Therefore, the loss on mixture is actually a loss on joint class-conditional distributions $\mathbb{Q}_{g}^{S,c}=\sum_{i=1}^{K}\frac{\pi_{i}\gamma_{i,c}}{\alpha_{c}}\mathbb{P}_{g}^{S,i,c}$ . Using result from Theorem 14, we can define a divergence between these class-conditionals

	$\displaystyle D^{\alpha}\left(\mathbb{Q}_{g}^{S,1},...,\mathbb{Q}_{g}^{S,C}\right)$	$\displaystyle=-\min_{\hat{h}\in\mathcal{H}}\sum_{c=1}^{C}\alpha_{c}\mathcal{L}\left(\hat{h},\mathbb{Q}_{g}^{S,c}\right)+\min_{\beta\in\mathcal{Y}_{\Delta}}\left(\sum_{c=1}^{C}\ell\left(\beta,i\right)\alpha_{c}\right)$
		$\displaystyle=-\sum_{i=1}^{K}\pi_{i}\mathcal{L}\left(\hat{h},h^{S,i},\mathbb{P}_{g}^{S,i}\right)+\text{\text{const}}$

∎

B.2 Compressed Domain-Invariant Representations

Theorem 16.

(Theorem 7 in the main paper) For any confident level $\delta\in[0,1]$ over the choice of $S$ , the estimation of loss is in the $\epsilon$ -range of the true loss

\text{Pr}\left(\left|\mathcal{L}\left(\hat{h},S\right)-\mathcal{L}\left(\hat{h},\mathbb{D}_{g}^{\pi}\right)\right|\leq\epsilon\right)\geq 1-\delta,

where $\epsilon=\epsilon\left(\delta\right)=\left(\frac{A}{\delta}\right)^{1/2}$ is a function of $\delta$ for which $A$ is proportional to

\displaystyle\frac{1}{N}\left(\sum_{i=1}^{K}\sum_{j=1}^{K}\frac{\sqrt{\pi_{i}}}{K}\mathcal{L}\left(\hat{f},\mathbb{D}^{S,j}\right)+L\sum_{i=1}^{K}\sqrt{\pi_{i}}\max_{k\in\left[K\right]}\mathbb{E}_{\mathbb{P}^{S,k}}\left[\left\|\Delta p^{k,i}\left(y|x\right)\right\|_{1}\right]+\frac{L}{K}\sum_{i=1}^{K}\sum_{j=1}^{K}\sqrt{2\pi_{i}}\leavevmode\nobreak\ d_{1/2}\left(\mathbb{P}_{g}^{S,i},\mathbb{P}_{g}^{S,j}\right)\right)^{2}.

Proof.

Let $S$ be a sample of $N$ data points $\left(z,y\right)\sim\mathbb{D}_{g}^{\pi}$ sampled from the mixture domain, i.e., i.e., $i\sim Cat(\pi),z\sim\mathbb{P}^{S,i}$ , and labeling with corresponding $y\sim Cat\left(\hat{h}^{S,i}\left(z\right)\right)$ . The loss of a hypothesis $h$ on a sample $\left(z,y\right)=\left(z,\hat{h}^{S,i}(z)\right)$ for some domain index $i$ is $\ell\left(\hat{h}\left(z\right),\hat{h}^{S,i}\left(z\right)\right)$ . To avoid crowded notation, we denote this loss as $\ell^{i}\left(z\right):=\ell\left(\hat{h}\left(z\right),\hat{h}^{S,i}\left(z\right)\right)$ .

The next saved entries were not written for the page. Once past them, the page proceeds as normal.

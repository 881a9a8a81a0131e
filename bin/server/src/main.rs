use flowmentor_ai::StaticTextGenerator;
use flowmentor_core::UserId;
use flowmentor_integration::{DocumentStore, InMemoryDocumentStore, LogNotifier};
use flowmentor_scheduler::{DocumentFiringLedger, Scheduler, standard_triggers};
use flowmentor_server::config::ServerConfig;
use flowmentor_server::db::{PgDocumentStore, PgHistoryStore};
use flowmentor_server::error::StartupError;
use flowmentor_server::state::AppState;
use flowmentor_server::{build_runner, routes};
use flowmentor_workflow::{Clock, HistoryStore, InMemoryHistoryStore, SystemClock};
use rootcause::prelude::Report;
use sqlx::postgres::PgPoolOptions;
use std::sync::Arc;
use std::time::Duration;
use tokio::sync::watch;
use tracing_subscriber::{layer::SubscriberExt, util::SubscriberInitExt};

#[tokio::main]
async fn main() -> Result<(), Report<StartupError>> {
    tracing_subscriber::registry()
        .with(
            tracing_subscriber::EnvFilter::try_from_default_env()
                .unwrap_or_else(|_| "info,tower_http=debug".into()),
        )
        .with(tracing_subscriber::fmt::layer())
        .init();

    let config = ServerConfig::from_env().map_err(|e| StartupError::Config {
        reason: e.to_string(),
    })?;
    let scheduler_config = config
        .scheduler
        .scheduler_config()
        .map_err(|e| StartupError::Config {
            reason: e.to_string(),
        })?;
    let default_user = UserId::new(config.default_user.clone()).map_err(|e| {
        StartupError::Config {
            reason: format!("default_user: {e}"),
        }
    })?;
    tracing::info!("Loaded configuration");

    let (history, store): (Arc<dyn HistoryStore>, Arc<dyn DocumentStore>) =
        match &config.database_url {
            Some(url) => {
                let db_pool = PgPoolOptions::new()
                    .max_connections(5)
                    .connect(url)
                    .await
                    .map_err(|e| StartupError::Database {
                        reason: e.to_string(),
                    })?;

                tracing::info!("Running database migrations...");
                sqlx::migrate!("./migrations")
                    .run(&db_pool)
                    .await
                    .map_err(|e| StartupError::Database {
                        reason: e.to_string(),
                    })?;

                (
                    Arc::new(PgHistoryStore::new(db_pool.clone())) as Arc<dyn HistoryStore>,
                    Arc::new(PgDocumentStore::new(db_pool)) as Arc<dyn DocumentStore>,
                )
            }
            None => {
                tracing::warn!("no database_url configured; workflow state is kept in memory");
                (
                    Arc::new(InMemoryHistoryStore::new()) as Arc<dyn HistoryStore>,
                    Arc::new(InMemoryDocumentStore::new()) as Arc<dyn DocumentStore>,
                )
            }
        };

    let clock: Arc<dyn Clock> = Arc::new(SystemClock);
    let runner = build_runner(
        history,
        store.clone(),
        Arc::new(LogNotifier::new()),
        Arc::new(StaticTextGenerator::sample()),
        clock.clone(),
    );

    runner.recover().await.map_err(|e| StartupError::Recovery {
        reason: e.to_string(),
    })?;

    let (shutdown_tx, shutdown_rx) = watch::channel(false);
    let stopped = |mut rx: watch::Receiver<bool>| async move {
        // An error means the sender is gone, which is shutdown too.
        let _ = rx.wait_for(|stop| *stop).await;
    };

    let timer_runner = runner.clone();
    let poll_interval = Duration::from_millis(config.timer.poll_interval_ms);
    let timer_task = tokio::spawn({
        let shutdown = stopped(shutdown_rx.clone());
        async move { timer_runner.run_timer_loop(poll_interval, shutdown).await }
    });

    let scheduler_task = if config.scheduler.enabled {
        let triggers = standard_triggers(&default_user).map_err(|e| StartupError::Triggers {
            reason: e.to_string(),
        })?;
        let scheduler = Scheduler::new(
            triggers,
            Arc::new(DocumentFiringLedger::new(store)),
            Arc::new(runner.clone()),
            scheduler_config,
        );
        let tick_interval = Duration::from_secs(config.scheduler.tick_interval_seconds);
        let shutdown = stopped(shutdown_rx.clone());
        let clock = clock.clone();
        tracing::info!(
            triggers = scheduler.triggers().len(),
            "Starting scheduler"
        );
        Some(tokio::spawn(async move {
            scheduler.run(clock, tick_interval, shutdown).await;
        }))
    } else {
        None
    };

    let app = routes::router(AppState::new(runner.clone(), default_user));

    let listener = tokio::net::TcpListener::bind(&config.bind_addr)
        .await
        .map_err(|e| StartupError::Serve {
            reason: format!("binding {}: {e}", config.bind_addr),
        })?;

    tracing::info!("listening on http://{}", config.bind_addr);

    let served = axum::serve(listener, app)
        .with_graceful_shutdown(async {
            if let Err(e) = tokio::signal::ctrl_c().await {
                tracing::error!(error = %e, "listening for shutdown signal failed");
            }
            tracing::info!("shutdown signal received");
        })
        .await;

    let _ = shutdown_tx.send(true);
    if let Err(e) = timer_task.await {
        tracing::error!(error = %e, "timer loop panicked");
    }
    if let Some(task) = scheduler_task {
        if let Err(e) = task.await {
            tracing::error!(error = %e, "scheduler panicked");
        }
    }
    runner.wait_idle().await;

    served.map_err(|e| StartupError::Serve {
        reason: e.to_string(),
    })?;
    Ok(())
}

Let $N=\sum_{i=1}^{K}N_{i}$ , where each $N_{i}$ is the number of sample drawn from domain $i$ . The estimation of loss on a particular domain $i$ is

\mathcal{L}\left(\hat{h},S^{i}\right)=\sum_{j=1}^{N_{i}}\frac{1}{N_{i}}\ell^{i}\left(z_{j}\right).

This estimation is unbiased estimation, i.e., $\mathbb{E}_{S^{i}\sim\left(\mathbb{D}_{g}^{S,i}\right)^{N_{i}}}\left[\mathcal{L}\left(\hat{h},S^{i}\right)\right]=\mathbb{E}_{z\sim\mathbb{P}_{g}^{S,i}}\left[\ell^{i}\left(z\right)\right]=\mathcal{L}\left(\hat{h},\mathbb{D}_{g}^{S,i}\right)$ . Furthermore, loss estimation on source mixture is

\displaystyle\mathcal{L}\left(h,S\right)

\displaystyle=\sum_{i=1}^{K}\sum_{j=1}^{N_{i}}\frac{1}{N}\ell^{i}\left(z_{j}\right)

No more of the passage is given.